8. Il ressort des pièces du dossier que Mme B..., entrée en France à l'âge de cinquante-et-un ans, est veuve et sans enfant à charge. Si deux de ses fils résident en France, en compagnie de leurs épouses, l'un d'eux n'est titulaire d'aucun titre de séjour en France. De plus, il ne ressort pas des pièces du dossier qu'elle serait dépourvue d'attaches familiales dans son pays d'origine où elle a elle-même vécu la majeure partie de sa vie. Par suite, eu égard aux conditions et à la durée du séjour de Mme B... en France, la décision portant obligation de quitter le territoire français n'a pas porté à son droit au respect de sa vie privée et familiale une atteinte disproportionnée aux buts en vue desquels elle a été prise. Dès lors, le moyen tiré de la méconnaissance des stipulations précitées doit être écarté. Pour les mêmes motifs, le préfet n'a pas commis d'erreur manifeste dans l'appréciation des conséquences de sa décision sur la situation personnelle de la requérante.

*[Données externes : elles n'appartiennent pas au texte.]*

//! OS-facing side of launching
//!
//! [`LaunchBackend`] is the seam between the launch rules and the operating
//! system: production code uses [`SystemBackend`], tests substitute a
//! recording implementation.

use std::path::{Path, PathBuf};
use std::process::{Command, Stdio};
use tracing::debug;

/// A process to start
#[derive(Debug, Clone, PartialEq, Eq)]
pub struct SpawnRequest {
    /// Executable to run
    pub program: PathBuf,
    /// Command line arguments as a single string, as stored in shortcuts
    pub arguments: String,
    /// Working directory, inherited when `None`
    pub working_directory: Option<PathBuf>,
}

impl SpawnRequest {
    /// Start `program` with no arguments in the inherited working directory
    pub fn bare(program: impl Into<PathBuf>) -> Self {
        Self {
            program: program.into(),
            arguments: String::new(),
            working_directory: None,
        }
    }
}

/// Operations the launcher needs from the operating system
pub trait LaunchBackend {
    /// Start a detached process; returns its PID when the OS reports one
    fn spawn(&mut self, request: &SpawnRequest) -> std::io::Result<Option<u32>>;

    /// Open a file or folder with its default handler
    fn open_default(&mut self, path: &Path) -> std::io::Result<()>;

    /// Whether `path` exists
    fn target_exists(&self, path: &Path) -> bool {
        path.exists()
    }

    /// Whether `path` is a directory
    fn is_directory(&self, path: &Path) -> bool {
        path.is_dir()
    }

    /// Whether `path` can be started as a process
    fn is_executable(&self, path: &Path) -> bool {
        is_executable_file(path)
    }
}

/// Backend that talks to the real operating system
///
/// Spawned processes are not tracked. On Unix each child is waited on by its
/// own background thread so that it does not linger as a zombie
/// after it exits; on Windows the process handle is simply closed.
#[derive(Debug, Default, Clone, Copy)]
pub struct SystemBackend;

impl LaunchBackend for SystemBackend {
    fn spawn(&mut self, request: &SpawnRequest) -> std::io::Result<Option<u32>> {
        let mut cmd = Command::new(&request.program);

        #[cfg(windows)]
        {
            use std::os::windows::process::CommandExt;
            use windows::Win32::System::Threading::{CREATE_NEW_PROCESS_GROUP, DETACHED_PROCESS};

            // Shortcut arguments are already a Windows command line; pass them through untouched
            if !request.arguments.is_empty() {
                cmd.raw_arg(&request.arguments);
            }
            cmd.creation_flags(DETACHED_PROCESS.0 | CREATE_NEW_PROCESS_GROUP.0);
        }

        #[cfg(not(windows))]
        {
            cmd.args(split_arguments(&request.arguments));
        }

        if let Some(dir) = &request.working_directory {
            cmd.current_dir(dir);
        }

        cmd.stdin(Stdio::null())
            .stdout(Stdio::null())
            .stderr(Stdio::null());

        let child = cmd.spawn()?;
        let pid = child.id();
        debug!("Spawned {} (pid {})", request.program.display(), pid);

        #[cfg(unix)]
        reap_in_background(child);

        Ok(Some(pid))
    }

    fn open_default(&mut self, path: &Path) -> std::io::Result<()> {
        open::that_detached(path)
    }
}

/// Wait for `child` on a detached thread so its exit status is collected
#[cfg(unix)]
fn reap_in_background(mut child: std::process::Child) {
    let pid = child.id();
    let waiter = std::thread::Builder::new()
        .name(format!("reap-{pid}"))
        .spawn(move || match child.wait() {
            Ok(status) => debug!("Process {} exited with {}", pid, status),
            Err(e) => tracing::warn!("Failed to wait for process {}: {}", pid, e),
        });
    if let Err(e) = waiter {
        tracing::warn!("Could not start waiter for process {}: {}", pid, e);
    }
}

/// Whether a file can be started directly as a process
#[cfg(windows)]
pub fn is_executable_file(path: &Path) -> bool {
    const EXECUTABLE_EXTENSIONS: &[&str] = &["exe", "com", "bat", "cmd"];

    path.is_file()
        && path
            .extension()
            .and_then(|ext| ext.to_str())
            .is_some_and(|ext| {
                EXECUTABLE_EXTENSIONS
                    .iter()
                    .any(|known| ext.eq_ignore_ascii_case(known))
            })
}

/// Whether a file can be started directly as a process
#[cfg(unix)]
pub fn is_executable_file(path: &Path) -> bool {
    use std::os::unix::fs::PermissionsExt;

    std::fs::metadata(path).is_ok_and(|m| m.is_file() && m.permissions().mode() & 0o111 != 0)
}

/// Whether a file can be started directly as a process
#[cfg(not(any(windows, unix)))]
pub fn is_executable_file(path: &Path) -> bool {
    path.is_file()
}

/// Split a Windows-style command line into arguments.
///
/// Whitespace separates arguments, double quotes group them and `\"` is a
/// literal quote. Used where the OS expects an argument vector.
pub fn split_arguments(line: &str) -> Vec<String> {
    let mut args = Vec::new();
    let mut current = String::new();
    let mut in_quotes = false;
    let mut has_token = false;
    let mut chars = line.chars().peekable();

    while let Some(c) = chars.next() {
        match c {
            '\\' if chars.peek() == Some(&'"') => {
                current.push('"');
                chars.next();
                has_token = true;
            }
            '"' => {
                in_quotes = !in_quotes;
                has_token = true;
            }
            c if c.is_whitespace() && !in_quotes => {
                if has_token {
                    args.push(std::mem::take(&mut current));
                    has_token = false;
                }
            }
            c => {
                current.push(c);
                has_token = true;
            }
        }
    }

    if has_token {
        args.push(current);
    }
    args
}
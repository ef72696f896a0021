//! Launch rules
//!
//! Decides, per descriptor, whether to start a process or hand the file to
//! its default handler, and refuses what must not be launched.

use crate::error::{LauncherError, Result};
use crate::launcher::backend::{LaunchBackend, SpawnRequest, SystemBackend};
use crate::launcher::registry::LaunchRegistry;
use crate::scanner::{Category, FileDescriptor};
use crate::shortcut::ShortcutInfo;
use std::path::{Path, PathBuf};
use tracing::{error, info};

/// What a successful launch did
#[derive(Debug, Clone, PartialEq, Eq)]
pub enum LaunchOutcome {
    /// A process was started
    Spawned {
        /// Program that was started
        target: PathBuf,
        /// PID reported by the OS
        pid: Option<u32>,
    },
    /// A file or folder was handed to its default handler
    Opened {
        /// Path that was opened
        path: PathBuf,
    },
}

/// Launches descriptors through a [`LaunchBackend`]
#[derive(Debug, Default)]
pub struct Launcher<B = SystemBackend> {
    backend: B,
    registry: LaunchRegistry,
}

impl Launcher<SystemBackend> {
    /// Launcher backed by the operating system
    pub fn system() -> Self {
        Self::new(SystemBackend)
    }
}

impl<B: LaunchBackend> Launcher<B> {
    /// Create a launcher around `backend`
    pub fn new(backend: B) -> Self {
        Self {
            backend,
            registry: LaunchRegistry::new(),
        }
    }

    /// Processes started so far
    pub fn registry(&self) -> &LaunchRegistry {
        &self.registry
    }

    /// The backend in use
    pub fn backend(&self) -> &B {
        &self.backend
    }

    /// Launch one descriptor.
    ///
    /// A single attempt is made; failures are logged and returned.
    pub fn launch(&mut self, descriptor: &FileDescriptor) -> Result<LaunchOutcome> {
        info!(
            "Launching {} ({})",
            descriptor.display_name,
            descriptor.kind_label()
        );

        let result = match descriptor.category {
            Category::Application => self.launch_application(&descriptor.source_path),
            Category::Media(_) => self.open_media(&descriptor.source_path),
            Category::Shortcut => match &descriptor.shortcut {
                Some(shortcut) => self.launch_shortcut(descriptor, shortcut),
                None => Err(LauncherError::ShortcutUnresolved(
                    descriptor.source_path.clone(),
                )),
            },
        };

        match &result {
            Ok(outcome) => info!("Launch succeeded: {:?}", outcome),
            Err(e) => error!("Launch of {} failed: {}", descriptor.display_name, e),
        }

        result
    }

    fn launch_application(&mut self, source: &Path) -> Result<LaunchOutcome> {
        self.ensure_exists(source)?;

        // A .lnk listed as an application is handed to the shell, which follows it
        let is_link = source
            .extension()
            .is_some_and(|ext| ext.eq_ignore_ascii_case("lnk"));
        if is_link {
            return self.open(source);
        }

        self.spawn(&SpawnRequest::bare(source))
    }

    fn open_media(&mut self, source: &Path) -> Result<LaunchOutcome> {
        self.ensure_exists(source)?;
        self.open(source)
    }

    fn launch_shortcut(
        &mut self,
        descriptor: &FileDescriptor,
        shortcut: &ShortcutInfo,
    ) -> Result<LaunchOutcome> {
        if shortcut.is_store_app {
            return Err(LauncherError::StoreAppUnsupported(
                descriptor.display_name.clone(),
            ));
        }

        let target = shortcut
            .target_path
            .as_deref()
            .ok_or_else(|| LauncherError::ShortcutUnresolved(descriptor.source_path.clone()))?;
        self.ensure_exists(target)?;

        if self.backend.is_directory(target) || !self.backend.is_executable(target) {
            return self.open(target);
        }

        let working_directory = (!shortcut.working_directory.trim().is_empty())
            .then(|| PathBuf::from(&shortcut.working_directory));

        self.spawn(&SpawnRequest {
            program: target.to_path_buf(),
            arguments: shortcut.arguments.clone(),
            working_directory,
        })
    }

    fn ensure_exists(&self, path: &Path) -> Result<()> {
        if self.backend.target_exists(path) {
            Ok(())
        } else {
            Err(LauncherError::TargetMissing(path.to_path_buf()))
        }
    }

    fn spawn(&mut self, request: &SpawnRequest) -> Result<LaunchOutcome> {
        let pid = self
            .backend
            .spawn(request)
            .map_err(|source| LauncherError::LaunchFailed {
                target: request.program.clone(),
                source,
            })?;

        self.registry.record(&request.program, pid);
        Ok(LaunchOutcome::Spawned {
            target: request.program.clone(),
            pid,
        })
    }

    fn open(&mut self, path: &Path) -> Result<LaunchOutcome> {
        self.backend
            .open_default(path)
            .map_err(|source| LauncherError::LaunchFailed {
                target: path.to_path_buf(),
                source,
            })?;

        Ok(LaunchOutcome::Opened {
            path: path.to_path_buf(),
        })
    }
}
//! Launching
//!
//! Starts applications and shortcut targets as detached processes and opens
//! everything else with the default handler.

pub mod backend;
pub mod dispatch;
pub mod registry;

pub use backend::{LaunchBackend, SpawnRequest, SystemBackend, is_executable_file, split_arguments};
pub use dispatch::{LaunchOutcome, Launcher};
pub use registry::{LaunchRecord, LaunchRegistry};
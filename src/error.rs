//! Error types for Folder Launcher
//!
//! Folder-level failures abort a scan; everything else is scoped to a single
//! item so one broken shortcut never takes the window down with it.

use crate::shortcut::LnkError;
use std::path::PathBuf;
use thiserror::Error;

/// Simple error type for wrapping string messages while implementing `std::error::Error`
#[derive(Debug, Error)]
#[error("{0}")]
pub struct StringError(pub String);

impl StringError {
    /// Create a new `StringError` from a string message
    pub fn new(msg: impl Into<String>) -> Box<Self> {
        Box::new(Self(msg.into()))
    }
}

/// Main error type for Folder Launcher
#[derive(Debug, Error)]
pub enum LauncherError {
    /// The folder to scan does not exist or is not a directory
    #[error("Folder not found: {}", .0.display())]
    FolderNotFound(PathBuf),

    /// A shortcut file could not be parsed
    #[error("Failed to resolve shortcut {}: {source}", path.display())]
    ShortcutResolution {
        /// Path of the `.lnk` file
        path: PathBuf,
        /// Parser failure
        #[source]
        source: LnkError,
    },

    /// A shortcut parsed correctly but carries no usable target
    #[error("Shortcut has no target: {}", .0.display())]
    ShortcutUnresolved(PathBuf),

    /// The file to launch is no longer on disk
    #[error("Target not found: {}", .0.display())]
    TargetMissing(PathBuf),

    /// The operating system refused to start the process or handler
    #[error("Failed to launch {}: {source}", target.display())]
    LaunchFailed {
        /// What we tried to start or open
        target: PathBuf,
        /// OS error
        #[source]
        source: std::io::Error,
    },

    /// Store app shortcuts are not launched by this tool
    #[error("Store app shortcut cannot be launched here: {0}")]
    StoreAppUnsupported(String),

    /// Activation referenced an item that is not part of the current listing
    #[error("Unknown item id: {0}")]
    UnknownItem(usize),

    /// Configuration error
    /// Preserves the underlying error source for full error chain transparency
    #[error("Configuration error: {0}")]
    ConfigError(#[source] Box<dyn std::error::Error + Send + Sync>),

    /// Windows API error
    #[cfg(windows)]
    #[error("Windows API error: {0}")]
    WindowsApiError(#[from] windows::core::Error),

    /// IO error
    #[error("IO error: {0}")]
    IoError(#[from] std::io::Error),

    /// JSON serialization/deserialization error
    #[error("JSON error: {0}")]
    JsonError(#[from] serde_json::Error),

    /// Icon extraction failed
    #[error("Icon extraction failed: {0}")]
    IconExtractionError(String),
}

impl LauncherError {
    /// Whether the error only concerns one item (the rest of the listing stays usable)
    pub fn is_per_item(&self) -> bool {
        !matches!(
            self,
            Self::FolderNotFound(_) | Self::ConfigError(_) | Self::JsonError(_)
        )
    }
}

/// Result type alias for Folder Launcher operations
pub type Result<T> = std::result::Result<T, LauncherError>;

/// Convert an error to a user-friendly message
///
/// Returns text suitable for an error dialog, with a hint about what the
/// user can do next.
pub fn get_user_friendly_error(error: &LauncherError) -> String {
    match error {
        LauncherError::FolderNotFound(path) => format!(
            "The folder could not be opened:\n{}\n\n\
             Check that the path exists and that it is a folder.",
            path.display()
        ),
        LauncherError::ShortcutResolution { path, source } => format!(
            "The shortcut could not be read:\n{}\n\n{source}\n\n\
             The file may be corrupted or use an unsupported format.",
            path.display()
        ),
        LauncherError::ShortcutUnresolved(path) => format!(
            "The shortcut does not point to a file:\n{}\n\n\
             Recreate the shortcut and try again.",
            path.display()
        ),
        LauncherError::TargetMissing(path) => format!(
            "The file this item points to no longer exists:\n{}\n\n\
             It may have been moved or uninstalled.",
            path.display()
        ),
        LauncherError::LaunchFailed { target, source } => format!(
            "Windows could not start:\n{}\n\n{source}\n\n\
             Check that you have permission to run it.",
            target.display()
        ),
        LauncherError::StoreAppUnsupported(name) => format!(
            "\"{name}\" is a Microsoft Store app shortcut.\n\n\
             Store apps cannot be started from this launcher.\n\
             Open it from the Start menu instead."
        ),
        LauncherError::UnknownItem(_) => "The selected item is no longer available.\n\n\
             Refresh the list and try again."
            .to_string(),
        LauncherError::ConfigError(_) => "Failed to load the style configuration.\n\n\
             Built-in defaults will be used.\n\
             Check the file in:\n\
             %APPDATA%\\FolderLauncher"
            .to_string(),
        #[cfg(windows)]
        LauncherError::WindowsApiError(e) => {
            format!(
                "A Windows API error occurred:\n\n{e}\n\n\
                 Please ensure your Windows installation is up to date."
            )
        }
        LauncherError::IoError(e) => {
            format!(
                "A file system error occurred:\n\n{e}\n\n\
                 Please check file permissions."
            )
        }
        LauncherError::JsonError(e) => {
            format!(
                "The style configuration file is corrupted:\n\n{e}\n\n\
                 The application will use default settings."
            )
        }
        LauncherError::IconExtractionError(path) => {
            format!(
                "Failed to extract icon from: {path}\n\n\
                 The item is shown without an icon.\n\
                 This does not affect launching."
            )
        }
    }
}
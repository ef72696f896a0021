//! Folder scanning
//!
//! Finds launchable files in a folder and classifies them by extension.

pub mod classifier;
pub mod folder_scanner;

pub use classifier::{Category, MediaKind, ScanOptions, classify, classify_extension};
pub use folder_scanner::{FileDescriptor, ScanReport, scan_folder};
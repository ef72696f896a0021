//! GUI module
//!
//! Provides the Slint launcher window: a category sidebar, a filter box and
//! the item list, kept in sync with the listing session.

pub mod gui_controller;

pub use gui_controller::GuiController;
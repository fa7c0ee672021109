pub mod file;
pub mod wire;

pub use file::*;
pub use wire::*;
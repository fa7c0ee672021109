//! Client-side batch orchestration.
//!
//! Drives a sequence of per-file submissions against the submission relay,
//! strictly one at a time and in selection order. Any failure marks the
//! whole batch Failed and leaves the remaining files unsubmitted. Completed
//! artifacts land in both the current-batch list and the session history;
//! only the former is cleared by a reset.

pub mod history;
mod progress;
pub mod relay_client;

pub use history::SessionHistory;
pub use relay_client::RelayClient;

use std::sync::atomic::{AtomicU8, Ordering};
use std::sync::Arc;

use tracing::{info, warn};

use crate::codec;
use crate::error::{AppError, AppResult};
use crate::models::{ProcessedArtifact, SourceFile};
use progress::ProgressTicker;

/// One submission endpoint the orchestrator can drive. The production
/// implementation is [`RelayClient`]; tests plug in scripted doubles.
pub trait SubmitRelay {
    fn submit(
        &self,
        file: &SourceFile,
    ) -> impl std::future::Future<Output = AppResult<ProcessedArtifact>> + Send;
}

/// Per-batch lifecycle state.
#[derive(Debug, Clone, Copy, PartialEq, Eq)]
pub enum BatchState {
    Idle,
    Uploading,
    Processing,
    Complete,
    Failed,
}

pub struct BatchOrchestrator<R: SubmitRelay> {
    relay: R,
    history: SessionHistory,
    batch: Vec<SourceFile>,
    completed: Vec<ProcessedArtifact>,
    state: BatchState,
    progress: Arc<AtomicU8>,
    current_index: usize,
    last_error: Option<String>,
}

impl<R: SubmitRelay> BatchOrchestrator<R> {
    pub fn new(relay: R, history: SessionHistory) -> Self {
        Self {
            relay,
            history,
            batch: Vec::new(),
            completed: Vec::new(),
            state: BatchState::Idle,
            progress: Arc::new(AtomicU8::new(0)),
            current_index: 0,
            last_error: None,
        }
    }

    /// Replaces the current selection wholesale. Every file must carry one
    /// of the two recognized Word media types; an invalid file rejects the
    /// whole selection before any network call.
    pub fn select_files(&mut self, files: Vec<SourceFile>) -> AppResult<()> {
        if let Some(invalid) = files.iter().find(|f| !f.is_word_document()) {
            warn!(
                file_name = %invalid.name,
                media_type = %invalid.media_type,
                "Rejected non-Word file at selection"
            );
            return Err(AppError::validation(
                "Please upload a Word document (.doc or .docx)",
            ));
        }

        info!(file_count = files.len(), "Files selected");
        self.batch = files;
        self.completed.clear();
        self.state = BatchState::Idle;
        self.progress.store(0, Ordering::Relaxed);
        self.current_index = 0;
        self.last_error = None;
        Ok(())
    }

    /// Submits the selected batch, one file at a time, in selection order.
    /// On the first failure the batch transitions to Failed and the
    /// remaining files are left unsubmitted.
    pub async fn submit_batch(&mut self) -> AppResult<()> {
        if self.batch.is_empty() {
            return Err(AppError::validation("No files selected"));
        }

        self.last_error = None;

        for index in 0..self.batch.len() {
            self.current_index = index;
            self.state = BatchState::Uploading;

            let file_name = self.batch[index].name.clone();
            info!(index, file_name = %file_name, "Submitting file");

            let ticker = ProgressTicker::start(Arc::clone(&self.progress));
            let result = self.relay.submit(&self.batch[index]).await;
            ticker.stop();

            match result {
                Ok(artifact) => {
                    self.progress.store(100, Ordering::Relaxed);
                    self.state = BatchState::Processing;
                    info!(
                        index,
                        file_name = %file_name,
                        artifact_name = %artifact.name,
                        "File processed"
                    );
                    self.completed.push(artifact.clone());
                    self.history.push(artifact);
                }
                Err(e) => {
                    warn!(index, file_name = %file_name, error = %e, "Batch submission failed");
                    self.progress.store(0, Ordering::Relaxed);
                    self.state = BatchState::Failed;
                    self.last_error = Some(e.to_string());
                    return Err(e);
                }
            }
        }

        self.state = BatchState::Complete;
        info!(file_count = self.batch.len(), "Batch complete");
        Ok(())
    }

    /// Returns to Idle and clears the working set. The session history is
    /// intentionally retained across resets.
    pub fn reset(&mut self) {
        self.batch.clear();
        self.completed.clear();
        self.state = BatchState::Idle;
        self.progress.store(0, Ordering::Relaxed);
        self.current_index = 0;
        self.last_error = None;
    }

    /// Decodes one completed artifact for download. Available as soon as an
    /// artifact exists, even mid-batch. A failure is recorded as a
    /// batch-level error without changing the batch state.
    pub fn download(&mut self, index: usize) -> AppResult<(Vec<u8>, String)> {
        let artifact = match self.completed.get(index) {
            Some(artifact) => artifact,
            None => {
                let err = AppError::validation(format!("No processed file at index {}", index));
                self.last_error = Some(err.to_string());
                return Err(err);
            }
        };

        match codec::decode(&artifact.encoded_data) {
            Ok(bytes) => Ok((bytes, artifact.name.clone())),
            Err(e) => {
                self.last_error = Some(e.to_string());
                Err(e)
            }
        }
    }

    pub fn state(&self) -> BatchState {
        self.state
    }

    /// Displayed progress for the current file, 0-100.
    pub fn progress(&self) -> u8 {
        self.progress.load(Ordering::Relaxed)
    }

    pub fn current_index(&self) -> usize {
        self.current_index
    }

    pub fn selected_files(&self) -> &[SourceFile] {
        &self.batch
    }

    /// Artifacts produced by the current batch, in submission order.
    pub fn artifacts(&self) -> &[ProcessedArtifact] {
        &self.completed
    }

    pub fn history(&self) -> &SessionHistory {
        &self.history
    }

    pub fn last_error(&self) -> Option<&str> {
        self.last_error.as_deref()
    }
}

9. Il résulte de tout ce qui précède que Mme B... n'est pas fondée à soutenir que c'est à tort que, par le jugement attaqué, le tribunal administratif de Châlons-en-Champagne a rejeté sa demande. Par voie de conséquence, ses conclusions à fin d'injonction et d'astreinte ne peuvent qu'être rejetées.
D E C I D E :
Article 1er : La requête de Mme B... est rejetée.
Article 2 : Le présent arrêt sera notifié à Mme A... B... et au ministre de l'intérieur.
Copie en sera adressée au préfet des Ardennes.